## PROBLEM DETAILS
Going down the data below, set down exactly the line with "std::fs::create_dir_all(&config_dir)" and each line after it through the line with "for (_, keys, description)"; no other lines.

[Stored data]
+--
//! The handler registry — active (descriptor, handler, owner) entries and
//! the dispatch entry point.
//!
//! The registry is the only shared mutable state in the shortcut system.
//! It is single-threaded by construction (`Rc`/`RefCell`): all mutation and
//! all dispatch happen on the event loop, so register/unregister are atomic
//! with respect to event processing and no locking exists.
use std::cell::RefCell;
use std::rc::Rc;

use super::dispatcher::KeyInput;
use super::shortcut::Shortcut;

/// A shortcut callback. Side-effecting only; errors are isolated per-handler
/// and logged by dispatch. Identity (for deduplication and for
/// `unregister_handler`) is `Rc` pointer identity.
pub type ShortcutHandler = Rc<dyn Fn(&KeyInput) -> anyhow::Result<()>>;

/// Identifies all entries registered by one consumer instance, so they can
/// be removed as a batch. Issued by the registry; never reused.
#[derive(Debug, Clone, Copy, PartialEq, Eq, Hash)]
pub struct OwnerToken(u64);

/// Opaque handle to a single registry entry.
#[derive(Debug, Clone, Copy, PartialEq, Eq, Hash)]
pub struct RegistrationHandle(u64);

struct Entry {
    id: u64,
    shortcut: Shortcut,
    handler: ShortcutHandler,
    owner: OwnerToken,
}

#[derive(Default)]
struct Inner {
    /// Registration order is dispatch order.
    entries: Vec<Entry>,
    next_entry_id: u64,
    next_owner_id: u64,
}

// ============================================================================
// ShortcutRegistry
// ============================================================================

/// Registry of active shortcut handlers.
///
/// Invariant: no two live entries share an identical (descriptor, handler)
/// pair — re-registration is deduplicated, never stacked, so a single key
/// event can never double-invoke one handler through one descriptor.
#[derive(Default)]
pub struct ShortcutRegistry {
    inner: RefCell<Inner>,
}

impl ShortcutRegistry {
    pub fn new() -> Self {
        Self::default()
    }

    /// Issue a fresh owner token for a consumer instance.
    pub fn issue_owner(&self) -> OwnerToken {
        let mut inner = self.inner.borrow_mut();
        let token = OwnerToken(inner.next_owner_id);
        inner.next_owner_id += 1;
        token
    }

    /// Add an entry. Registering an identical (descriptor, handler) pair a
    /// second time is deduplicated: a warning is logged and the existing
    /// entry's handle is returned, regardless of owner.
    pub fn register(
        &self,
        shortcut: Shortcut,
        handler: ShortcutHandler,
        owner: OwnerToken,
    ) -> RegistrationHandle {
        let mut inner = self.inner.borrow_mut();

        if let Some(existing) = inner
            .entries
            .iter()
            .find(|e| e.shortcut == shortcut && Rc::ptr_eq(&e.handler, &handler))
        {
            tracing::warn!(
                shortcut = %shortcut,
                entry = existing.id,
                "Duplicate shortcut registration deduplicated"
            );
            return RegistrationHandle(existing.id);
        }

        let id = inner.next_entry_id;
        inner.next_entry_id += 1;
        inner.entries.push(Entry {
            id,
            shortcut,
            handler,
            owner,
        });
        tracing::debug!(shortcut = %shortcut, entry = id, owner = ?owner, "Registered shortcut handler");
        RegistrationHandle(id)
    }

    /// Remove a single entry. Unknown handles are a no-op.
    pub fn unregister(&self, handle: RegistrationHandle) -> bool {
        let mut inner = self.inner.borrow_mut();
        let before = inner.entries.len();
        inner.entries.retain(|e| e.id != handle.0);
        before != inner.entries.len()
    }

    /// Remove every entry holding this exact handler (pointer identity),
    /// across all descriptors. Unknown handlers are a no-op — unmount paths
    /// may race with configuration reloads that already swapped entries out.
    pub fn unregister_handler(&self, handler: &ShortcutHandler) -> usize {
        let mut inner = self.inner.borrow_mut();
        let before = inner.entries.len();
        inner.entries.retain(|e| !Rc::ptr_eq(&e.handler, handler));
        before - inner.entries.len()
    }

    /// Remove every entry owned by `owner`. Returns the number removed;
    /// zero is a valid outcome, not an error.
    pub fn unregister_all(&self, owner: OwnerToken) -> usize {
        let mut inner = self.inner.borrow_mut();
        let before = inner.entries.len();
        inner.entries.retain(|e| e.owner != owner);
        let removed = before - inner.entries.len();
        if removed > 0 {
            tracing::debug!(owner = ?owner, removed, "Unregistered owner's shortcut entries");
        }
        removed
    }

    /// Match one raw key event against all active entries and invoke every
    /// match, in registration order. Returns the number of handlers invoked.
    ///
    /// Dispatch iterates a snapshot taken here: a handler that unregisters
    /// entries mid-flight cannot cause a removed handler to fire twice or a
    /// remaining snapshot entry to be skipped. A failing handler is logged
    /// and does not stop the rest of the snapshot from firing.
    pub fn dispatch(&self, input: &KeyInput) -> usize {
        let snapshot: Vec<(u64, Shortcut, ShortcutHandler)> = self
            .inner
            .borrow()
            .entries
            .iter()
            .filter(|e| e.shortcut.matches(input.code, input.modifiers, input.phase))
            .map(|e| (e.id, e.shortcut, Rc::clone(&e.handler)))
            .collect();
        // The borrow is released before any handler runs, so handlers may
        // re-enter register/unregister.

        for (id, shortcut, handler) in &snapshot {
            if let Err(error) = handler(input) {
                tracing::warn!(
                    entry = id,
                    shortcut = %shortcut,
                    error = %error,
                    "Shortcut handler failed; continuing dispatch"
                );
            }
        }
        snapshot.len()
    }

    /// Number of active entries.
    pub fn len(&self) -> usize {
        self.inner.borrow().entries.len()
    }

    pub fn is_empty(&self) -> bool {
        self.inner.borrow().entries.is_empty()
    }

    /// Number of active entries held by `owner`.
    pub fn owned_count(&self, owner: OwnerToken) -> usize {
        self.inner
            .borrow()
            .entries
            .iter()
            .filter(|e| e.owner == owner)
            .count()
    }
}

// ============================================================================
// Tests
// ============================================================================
+--
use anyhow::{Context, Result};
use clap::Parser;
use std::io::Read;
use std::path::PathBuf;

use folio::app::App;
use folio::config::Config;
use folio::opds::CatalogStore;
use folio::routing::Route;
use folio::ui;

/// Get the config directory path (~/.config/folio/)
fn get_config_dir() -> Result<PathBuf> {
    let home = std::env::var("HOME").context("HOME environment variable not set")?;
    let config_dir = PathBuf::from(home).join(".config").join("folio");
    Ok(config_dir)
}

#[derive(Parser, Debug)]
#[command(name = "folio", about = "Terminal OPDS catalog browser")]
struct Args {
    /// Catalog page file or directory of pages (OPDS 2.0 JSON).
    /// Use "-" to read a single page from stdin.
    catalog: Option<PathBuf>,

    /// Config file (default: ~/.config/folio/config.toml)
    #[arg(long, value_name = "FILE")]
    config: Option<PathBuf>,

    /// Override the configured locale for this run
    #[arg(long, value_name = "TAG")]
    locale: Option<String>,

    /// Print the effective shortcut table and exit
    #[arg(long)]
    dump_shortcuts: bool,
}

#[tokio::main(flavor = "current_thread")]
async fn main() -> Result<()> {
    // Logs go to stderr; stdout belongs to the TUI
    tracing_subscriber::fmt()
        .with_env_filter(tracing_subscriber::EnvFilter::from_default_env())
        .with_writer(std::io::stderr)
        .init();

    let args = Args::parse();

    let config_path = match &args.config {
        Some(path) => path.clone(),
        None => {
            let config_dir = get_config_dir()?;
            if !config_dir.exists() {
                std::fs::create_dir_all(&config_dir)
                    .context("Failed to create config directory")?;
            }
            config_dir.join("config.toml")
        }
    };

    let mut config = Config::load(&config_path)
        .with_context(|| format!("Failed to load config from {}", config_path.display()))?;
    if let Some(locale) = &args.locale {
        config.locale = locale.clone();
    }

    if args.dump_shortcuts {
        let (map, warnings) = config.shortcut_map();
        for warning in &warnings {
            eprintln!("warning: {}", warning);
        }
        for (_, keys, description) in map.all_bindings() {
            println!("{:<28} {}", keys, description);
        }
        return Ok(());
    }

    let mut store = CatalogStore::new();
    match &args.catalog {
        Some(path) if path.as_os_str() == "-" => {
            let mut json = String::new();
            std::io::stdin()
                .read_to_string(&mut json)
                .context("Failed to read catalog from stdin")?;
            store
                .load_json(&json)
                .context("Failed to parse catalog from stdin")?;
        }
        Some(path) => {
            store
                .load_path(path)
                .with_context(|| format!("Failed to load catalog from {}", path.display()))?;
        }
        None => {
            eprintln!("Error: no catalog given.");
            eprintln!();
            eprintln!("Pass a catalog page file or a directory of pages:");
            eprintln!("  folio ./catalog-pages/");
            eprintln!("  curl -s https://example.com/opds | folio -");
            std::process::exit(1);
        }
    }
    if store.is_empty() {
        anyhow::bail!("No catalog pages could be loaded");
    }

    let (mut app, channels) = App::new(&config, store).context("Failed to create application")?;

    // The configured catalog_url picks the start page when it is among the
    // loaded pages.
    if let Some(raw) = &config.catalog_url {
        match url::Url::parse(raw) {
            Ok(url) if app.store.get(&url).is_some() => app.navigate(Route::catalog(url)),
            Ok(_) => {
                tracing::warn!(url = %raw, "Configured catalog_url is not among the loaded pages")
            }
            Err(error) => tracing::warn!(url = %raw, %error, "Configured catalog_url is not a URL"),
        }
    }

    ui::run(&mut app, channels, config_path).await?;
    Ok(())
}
+--
## SOLUTION TO THIS PROBLEM
                std::fs::create_dir_all(&config_dir)
                    .context("Failed to create config directory")?;
            }
            config_dir.join("config.toml")
        }
    };

    let mut config = Config::load(&config_path)
        .with_context(|| format!("Failed to load config from {}", config_path.display()))?;
    if let Some(locale) = &args.locale {
        config.locale = locale.clone();
    }

    if args.dump_shortcuts {
        let (map, warnings) = config.shortcut_map();
        for warning in &warnings {
            eprintln!("warning: {}", warning);
        }
        for (_, keys, description) in map.all_bindings() {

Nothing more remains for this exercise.